Step 2: The .csproj file
Since this is a SDK style project we don’t need a seperate .nuspec file, we’re able to use ‘dotnet pack’ directly against the .csproj. One big advantage is that you don’t need to manually update all the dependencies in the .nuspec file, this process will automatically add all the correct dependencies to the generated .nuspec file.
Because one of the projects we’re packaging up is .NET Framework, this is a Non-SDK style project and we’re going to be packing it up using the NuGet CLI and a .nuspec file. We also generate two different dlls, one for .NET Framework and the other for .NET which makes for a little more complicated NuGet package as we will be using NuGet’s support for multiple .NET versions.
We will configure all of our static information in the Visual Studio project editor, and place property placeholders for the dynamic information such as package version and release notes.
The .csproj file is going to be used in the packaging workflow triggered when we create a new release, not when we commit code, this workflow will build and package the NuGet file. The workflow will replace the tokens such as $(VersionPrefix) and $(ReleaseNotes) with information from the release that triggers the workflow.
Step 3: The NuGet packaging workflow
We’re going to create a new workflow called release.yml which is going to be a superset of our previous pipeline, in addition to building and testing the library it will also pack it.
The trigger for this workflow will be on the creation of a new Release in GitHub.
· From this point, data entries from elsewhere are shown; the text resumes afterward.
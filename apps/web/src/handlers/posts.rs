//! Read-only pages: feeds, profiles and the single post view.

use actix_web::{HttpRequest, HttpResponse, web};
use askama::Template;
use serde::Deserialize;
use uuid::Uuid;

use scribe_core::domain::{PageRequest, PostView};
use scribe_core::ports::BaseRepository;
use scribe_shared::FormErrors;

use crate::middleware::auth::OptionalIdentity;
use crate::middleware::error::{AppError, AppResult};
use crate::state::AppState;
use crate::templates::{
    self, AuthorSummary, CommentCard, GroupTemplate, IndexTemplate, PostCard, PostTemplate,
    ProfileTemplate,
};

pub const INDEX_PAGE_SIZE: u64 = 10;
pub const GROUP_PAGE_SIZE: u64 = 8;
pub const PROFILE_PAGE_SIZE: u64 = 12;

#[derive(Debug, Deserialize)]
struct PageQuery {
    page: Option<String>,
}

/// The `?page=` value; a query string that fails to parse counts as absent.
fn requested_page(req: &HttpRequest) -> Option<String> {
    web::Query::<PageQuery>::from_query(req.query_string())
        .ok()
        .and_then(|q| q.into_inner().page)
}

/// Feed cache key. Signed-in viewers are keyed by user id; a page value that
/// is not an integer shares page 1's entry.
pub fn index_cache_key(viewer: Option<Uuid>, page: Option<&str>) -> String {
    let page = page
        .and_then(|raw| raw.trim().parse::<i64>().ok())
        .unwrap_or(1);
    match viewer {
        Some(user_id) => format!("index_page:user:{user_id}:{page}"),
        None => format!("index_page:anonymous:{page}"),
    }
}

/// GET /
pub async fn index(
    req: HttpRequest,
    state: web::Data<AppState>,
    viewer: OptionalIdentity,
) -> AppResult<HttpResponse> {
    let page = requested_page(&req);
    let key = index_cache_key(viewer.user_id(), page.as_deref());
    let viewer = viewer.username();

    if let Some(body) = state.cache.get(&key).await {
        tracing::debug!(key = %key, "Serving feed from cache");
        return Ok(templates::html(body));
    }

    let listing = state
        .posts
        .page_all(&PageRequest::new(page, INDEX_PAGE_SIZE))
        .await?;
    let (posts, pager) = templates::cards(listing);
    let body = IndexTemplate {
        viewer,
        posts,
        pager,
    }
    .render()?;

    if let Err(e) = state
        .cache
        .set(&key, &body, Some(state.index_cache_ttl))
        .await
    {
        tracing::warn!(key = %key, "Failed to cache feed page: {}", e);
    }

    Ok(templates::html(body))
}

/// GET /group/{slug}/
pub async fn group_posts(
    req: HttpRequest,
    state: web::Data<AppState>,
    viewer: OptionalIdentity,
    slug: web::Path<String>,
) -> AppResult<HttpResponse> {
    let slug = slug.into_inner();
    let group = state
        .groups
        .find_by_slug(&slug)
        .await?
        .ok_or_else(|| AppError::NotFound(format!("group {slug}")))?;

    let listing = state
        .posts
        .page_by_group(
            group.id,
            &PageRequest::new(requested_page(&req), GROUP_PAGE_SIZE),
        )
        .await?;
    let (posts, pager) = templates::cards(listing);

    templates::render(&GroupTemplate {
        viewer: viewer.username(),
        group,
        posts,
        pager,
    })
}

/// GET /{username}/
pub async fn profile(
    req: HttpRequest,
    state: web::Data<AppState>,
    viewer: OptionalIdentity,
    username: web::Path<String>,
) -> AppResult<HttpResponse> {
    let username = username.into_inner();
    let author = state
        .users
        .find_by_username(&username)
        .await?
        .ok_or_else(|| AppError::NotFound(format!("user {username}")))?;

    let listing = state
        .posts
        .page_by_author(
            author.id,
            &PageRequest::new(requested_page(&req), PROFILE_PAGE_SIZE),
        )
        .await?;
    let summary = AuthorSummary::new(&author, listing.total_items);
    let (posts, pager) = templates::cards(listing);

    templates::render(&ProfileTemplate {
        viewer: viewer.username(),
        author: summary,
        posts,
        pager,
    })
}

/// GET /{username}/{post_id}/
pub async fn post_view(
    state: web::Data<AppState>,
    viewer: OptionalIdentity,
    path: web::Path<(String, Uuid)>,
) -> AppResult<HttpResponse> {
    let (username, post_id) = path.into_inner();
    let view = find_post(&state, &username, post_id).await?;

    let page = post_page(&state, &viewer, view, String::new(), FormErrors::new()).await?;
    templates::render(&page)
}

/// A post addressed by its author's username and its id.
pub async fn find_post(state: &AppState, username: &str, post_id: Uuid) -> AppResult<PostView> {
    state
        .posts
        .find_by_author_and_id(username, post_id)
        .await?
        .ok_or_else(|| AppError::NotFound(format!("post {username}/{post_id}")))
}

/// The post page, with the comment form showing `comment_text` and `errors`.
pub async fn post_page(
    state: &AppState,
    viewer: &OptionalIdentity,
    view: PostView,
    comment_text: String,
    errors: FormErrors,
) -> AppResult<PostTemplate> {
    let author = state
        .users
        .find_by_id(view.post.author_id)
        .await?
        .ok_or_else(|| AppError::NotFound(format!("author of post {}", view.post.id)))?;
    let post_count = state.posts.count_by_author(author.id).await?;
    let comments = state
        .comments
        .list_for_post(view.post.id)
        .await?
        .into_iter()
        .map(CommentCard::from)
        .collect();

    let card = PostCard::from(view);
    Ok(PostTemplate {
        viewer: viewer.username(),
        can_edit: viewer.user_id() == Some(author.id),
        author: AuthorSummary::new(&author, post_count),
        comment_url: format!("{}comment/", card.url),
        post: card,
        comments,
        comment_text,
        errors,
    })
}
//! User entity for SeaORM.

use sea_orm::Set;
use sea_orm::entity::prelude::*;

#[derive(Clone, Debug, PartialEq, Eq, DeriveEntityModel)]
#[sea_orm(table_name = "users")]
pub struct Model {
    #[sea_orm(primary_key, auto_increment = false)]
    pub id: Uuid,
    #[sea_orm(unique)]
    pub username: String,
    pub email: String,
    pub first_name: String,
    pub last_name: String,
    pub password_hash: String,
    pub created_at: DateTimeWithTimeZone,
}

#[derive(Copy, Clone, Debug, EnumIter, DeriveRelation)]
pub enum Relation {
    #[sea_orm(has_many = "super::post::Entity")]
    Post,
    #[sea_orm(has_many = "super::comment::Entity")]
    Comment,
}

impl Related<super::post::Entity> for Entity {
    fn to() -> RelationDef {
        Relation::Post.def()
    }
}

impl Related<super::comment::Entity> for Entity {
    fn to() -> RelationDef {
        Relation::Comment.def()
    }
}

impl ActiveModelBehavior for ActiveModel {}

impl From<Model> for scribe_core::domain::User {
    fn from(model: Model) -> Self {
        Self {
            id: model.id,
            username: model.username,
            email: model.email,
            first_name: model.first_name,
            last_name: model.last_name,
            password_hash: model.password_hash,
            created_at: model.created_at.into(),
        }
    }
}

impl From<scribe_core::domain::User> for ActiveModel {
    fn from(user: scribe_core::domain::User) -> Self {
        Self {
            id: Set(user.id),
            username: Set(user.username),
            email: Set(user.email),
            first_name: Set(user.first_name),
            last_name: Set(user.last_name),
            password_hash: Set(user.password_hash),
            created_at: Set(user.created_at.into()),
        }
    }
}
name: Build, Package & Release GuidOne library
on:
release:
types: [published]
Once triggered, build and test the library that’s to be packaged up.
jobs:
build:
name: Build GuidOne library
runs-on: ubuntu-latest
steps:
- name: 📄 Checkout
uses: actions/checkout@v3
- name: 🛠️ Setup .NET SDK
uses: actions/setup-dotnet@v3
with:
dotnet-version: '6.0.x'
- name: 🛠️ Restore NuGet packages
run: dotnet restore
- name: 🚀 Build Solution
run: dotnet build --configuration Release
- name: 👟 Run tests
run: dotnet test
Then we pack the NuGet package, we will use the global properties feature to automatically update the version, release notes.
- name: 📦 Pack NuGet package
run: dotnet pack -p VersionPrefix=${{github.event.release.tag_name}} -p ReleaseNotes="${{github.event.release.body}}"
Finally we archive the package and publish it to NuGet
- name: 💾 Archive package
uses: actions/upload-artifact@v3
with:
name: nuget-package
path: /home/runner/work/GuidOne/GuidOne/src/GuidOne/bin/Release/GuidOne.*.nupkg
- name: 💾 Archive symbols package
uses: actions/upload-artifact@v3
with:
name: nuget-package
path: /home/runner/work/GuidOne/GuidOne/src/GuidOne/bin/Release/GuidOne.*.snupkg
- name: 🛠️ Setup NuGet
uses: nuget/setup-nuget@v1
with:
nuget-api-key: ${{ secrets.NUGET_API_KEY }}
nuget-version: '5.x'
- name: 🌐 Push NuGet package live
run: nuget push/home/runner/work/GuidOne/GuidOne/src/GuidOne/bin/Release/GuidOne.*.nupkg -src https://api.nuget.org/v3/index.json
shell: powershell
- name: 🌐 Push NuGet symbol package live
run: nuget push /home/runner/work/GuidOne/GuidOne/src/GuidOne/bin/Release/GuidOne.*.snupkg -src https://api.nuget.org/v3/index.json
shell: powershell
Now whenever we create a release in the GuidOne project it’ll be automatically packaged up and pushed to NuGet.